Extended Data Figure 3: ER stress-induced activation of PERK/eIF2α induces autophagy in Xbp1-deficiency.

a, Immunoblot of shXbp1 and shCtrl MODE-K cells co-silenced with Perk (siPerk) or scrambled siRNA. b, Cumulative densitometry of the immunoblot in Fig. 1g and two additional experiments (not shown, n = 10; unpaired Student’s t-test; mean ± s.e.m.). c, p-eIF2α immunohistochemistry of small intestinal epithelium. Scale bars, 50 μm. d, mRNA expression levels of Map1lc3b (LC3b) and Atg7 relative to Gapdh in shCtrl and shXbp1 MODE-K cells (n = 3; unpaired Student’s t-test; mean ± s.e.m.). e, Accumulation of GFP–LC3 punctae after salubrinal and 3-day tamoxifen treatment according to timeline in Extended Data Fig. 2a (n = 5). Scale bars, 5 μm. f, Immunoblot of primary epithelial cell scrapings from small intestine upon vehicle or salubrinal treatment according to the timeline in g (n = 2).

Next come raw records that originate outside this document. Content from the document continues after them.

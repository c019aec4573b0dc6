//! Per-year case series keyed by `(disease, year)`.
//!
//! The `source` column carries provenance. Synthetic rows are written with
//! `ON CONFLICT DO NOTHING` so they never overwrite anything; real rows from
//! ingestion overwrite whatever is stored for the same key.

use epi_core::entities::{YearCount, YearlySeries};
use epi_core::enums::Provenance;

use crate::EpiDb;
use crate::error::DatabaseError;
use crate::helpers::{get_count, get_i32, to_sql_int};

const INSERT_IF_ABSENT: &str = "INSERT INTO disease_cases_yearly (disease, year, cases, source)
     VALUES (?1, ?2, ?3, ?4)
     ON CONFLICT (disease, year) DO NOTHING";

const UPSERT: &str = "INSERT INTO disease_cases_yearly (disease, year, cases, source)
     VALUES (?1, ?2, ?3, ?4)
     ON CONFLICT (disease, year) DO UPDATE SET
        cases = excluded.cases,
        source = excluded.source";

impl EpiDb {
    /// Total rows in the yearly store, real or synthetic.
    ///
    /// # Errors
    ///
    /// Returns `DatabaseError` if the query fails.
    pub async fn count_yearly_rows(&self) -> Result<u64, DatabaseError> {
        self.count("SELECT COUNT(*) FROM disease_cases_yearly").await
    }

    /// Rows whose source is anything other than `synthetic`.
    ///
    /// # Errors
    ///
    /// Returns `DatabaseError` if the query fails.
    pub async fn count_real_yearly_rows(&self) -> Result<u64, DatabaseError> {
        self.count("SELECT COUNT(*) FROM disease_cases_yearly WHERE source <> 'synthetic'")
            .await
    }

    /// Insert series rows, leaving existing `(disease, year)` rows untouched.
    ///
    /// Returns the number of rows actually inserted.
    ///
    /// # Errors
    ///
    /// Returns `DatabaseError` if any write fails; the batch is rolled back.
    pub async fn insert_yearly_if_absent(
        &self,
        series: &[YearlySeries],
    ) -> Result<usize, DatabaseError> {
        self.write_yearly(INSERT_IF_ABSENT, series).await
    }

    /// Insert or overwrite series rows.
    ///
    /// # Errors
    ///
    /// Returns `DatabaseError` if any write fails; the batch is rolled back.
    pub async fn upsert_yearly(&self, series: &[YearlySeries]) -> Result<usize, DatabaseError> {
        self.write_yearly(UPSERT, series).await
    }

    async fn write_yearly(
        &self,
        sql: &str,
        series: &[YearlySeries],
    ) -> Result<usize, DatabaseError> {
        let tx = self.conn().transaction().await?;
        let mut written = 0usize;
        for s in series {
            for point in &s.points {
                let affected = tx
                    .execute(
                        sql,
                        libsql::params![
                            s.entity.as_str(),
                            i64::from(point.year),
                            to_sql_int(point.cases, "cases")?,
                            s.provenance.as_str()
                        ],
                    )
                    .await?;
                if affected > 0 {
                    written += 1;
                }
            }
        }
        tx.commit().await?;
        tracing::debug!(series = series.len(), rows = written, "wrote yearly rows");
        Ok(written)
    }

    /// Every stored series, grouped by disease and ordered by year.
    ///
    /// A series is `real` if any of its rows has a non-synthetic source.
    ///
    /// # Errors
    ///
    /// Returns `DatabaseError` if the query fails or a row is malformed.
    pub async fn load_series(&self) -> Result<Vec<YearlySeries>, DatabaseError> {
        let mut rows = self
            .conn()
            .query(
                "SELECT disease, year, cases, source FROM disease_cases_yearly
                 ORDER BY disease ASC, year ASC",
                (),
            )
            .await?;

        let mut out: Vec<YearlySeries> = Vec::new();
        while let Some(row) = rows.next().await? {
            let disease = row.get::<String>(0)?;
            let point = YearCount {
                year: get_i32(&row, 1)?,
                cases: get_count(&row, 2)?,
            };
            let provenance = Provenance::from_source(&row.get::<String>(3)?);

            match out.last_mut() {
                Some(current) if current.entity == disease => {
                    current.points.push(point);
                    if provenance == Provenance::Real {
                        current.provenance = Provenance::Real;
                    }
                }
                _ => out.push(YearlySeries::new(disease, vec![point], provenance)),
            }
        }
        Ok(out)
    }
}

#[cfg(test)]
mod tests {
    use pretty_assertions::assert_eq;

    use super::*;
    use crate::MEMORY;

    fn series(entity: &str, start: i32, cases: &[u64], provenance: Provenance) -> YearlySeries {
        let points = cases
            .iter()
            .zip(start..)
            .map(|(&cases, year)| YearCount { year, cases })
            .collect();
        YearlySeries::new(entity.into(), points, provenance)
    }

    #[tokio::test]
    async fn insert_if_absent_skips_existing_keys() {
        let db = EpiDb::open_local(MEMORY).await.unwrap();
        let first = series("Cholera", 2007, &[10, 20, 30], Provenance::Synthetic);
        assert_eq!(db.insert_yearly_if_absent(&[first]).await.unwrap(), 3);

        let overlapping = series("Cholera", 2009, &[99, 40], Provenance::Synthetic);
        assert_eq!(db.insert_yearly_if_absent(&[overlapping]).await.unwrap(), 1);

        let loaded = db.load_series().await.unwrap();
        assert_eq!(
            loaded,
            vec![series(
                "Cholera",
                2007,
                &[10, 20, 30, 40],
                Provenance::Synthetic
            )]
        );
    }

    #[tokio::test]
    async fn upsert_overwrites_with_real_rows() {
        let db = EpiDb::open_local(MEMORY).await.unwrap();
        db.insert_yearly_if_absent(&[series("Measles", 2020, &[5, 6], Provenance::Synthetic)])
            .await
            .unwrap();
        db.upsert_yearly(&[series("Measles", 2021, &[60, 70], Provenance::Real)])
            .await
            .unwrap();

        assert_eq!(db.count_yearly_rows().await.unwrap(), 3);
        assert_eq!(db.count_real_yearly_rows().await.unwrap(), 2);

        let loaded = db.load_series().await.unwrap();
        assert_eq!(loaded.len(), 1);
        assert_eq!(loaded[0].provenance, Provenance::Real);
        assert_eq!(
            loaded[0].points.iter().map(|p| p.cases).collect::<Vec<_>>(),
            vec![5, 60, 70]
        );
    }

    #[tokio::test]
    async fn failed_batch_writes_nothing() {
        let db = EpiDb::open_local(MEMORY).await.unwrap();
        let batch = series("Cholera", 2021, &[12, u64::MAX], Provenance::Real);

        let result = db.upsert_yearly(&[batch]).await;
        assert!(matches!(result, Err(DatabaseError::Query(_))), "{result:?}");
        assert_eq!(db.count_yearly_rows().await.unwrap(), 0);
    }

    #[tokio::test]
    async fn failed_batch_keeps_earlier_rows() {
        let db = EpiDb::open_local(MEMORY).await.unwrap();
        let existing = series("Measles", 2020, &[5, 6], Provenance::Synthetic);
        db.insert_yearly_if_absent(std::slice::from_ref(&existing))
            .await
            .unwrap();

        let result = db
            .insert_yearly_if_absent(&[
                series("Anthrax", 2020, &[1, 2], Provenance::Synthetic),
                series("Rabies", 2020, &[u64::MAX], Provenance::Synthetic),
            ])
            .await;
        assert!(result.is_err());
        assert_eq!(db.load_series().await.unwrap(), vec![existing]);
    }

    #[tokio::test]
    async fn load_groups_by_disease_in_year_order() {
        let db = EpiDb::open_local(MEMORY).await.unwrap();
        db.insert_yearly_if_absent(&[
            series("Rabies", 2019, &[3, 1], Provenance::Synthetic),
            series("Anthrax", 2019, &[7, 8], Provenance::Synthetic),
        ])
        .await
        .unwrap();

        let loaded = db.load_series().await.unwrap();
        let names: Vec<&str> = loaded.iter().map(|s| s.entity.as_str()).collect();
        assert_eq!(names, vec!["Anthrax", "Rabies"]);
        assert!(loaded.iter().all(|s| s.len() == 2));
        assert!(loaded.iter().all(|s| s.provenance == Provenance::Synthetic));
    }
}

Note the increased relative levels of LC3 conversion and CHOP, a transcriptional target of ATF4, in salubrinal-treated mice. g, Timeline of salubrinal experiment. Results are reported in f and Fig. 1k. h, Gadd34 expression in shCtrl and shXbp1 MODE-K cells co-silenced for Gadd34 (siGadd34) and control (siCtrl) (one-way ANOVA with post-hoc Holm’s corrected unpaired Student’s t-test; mean ± s.e.m.). i, Cells as in h were immunoblotted. j, Immunoblot of crypt lysates (n = 2/4/2). Results represent three (a, h, i) independent experiments. *P < 0.05, **P < 0.01, ***P < 0.001.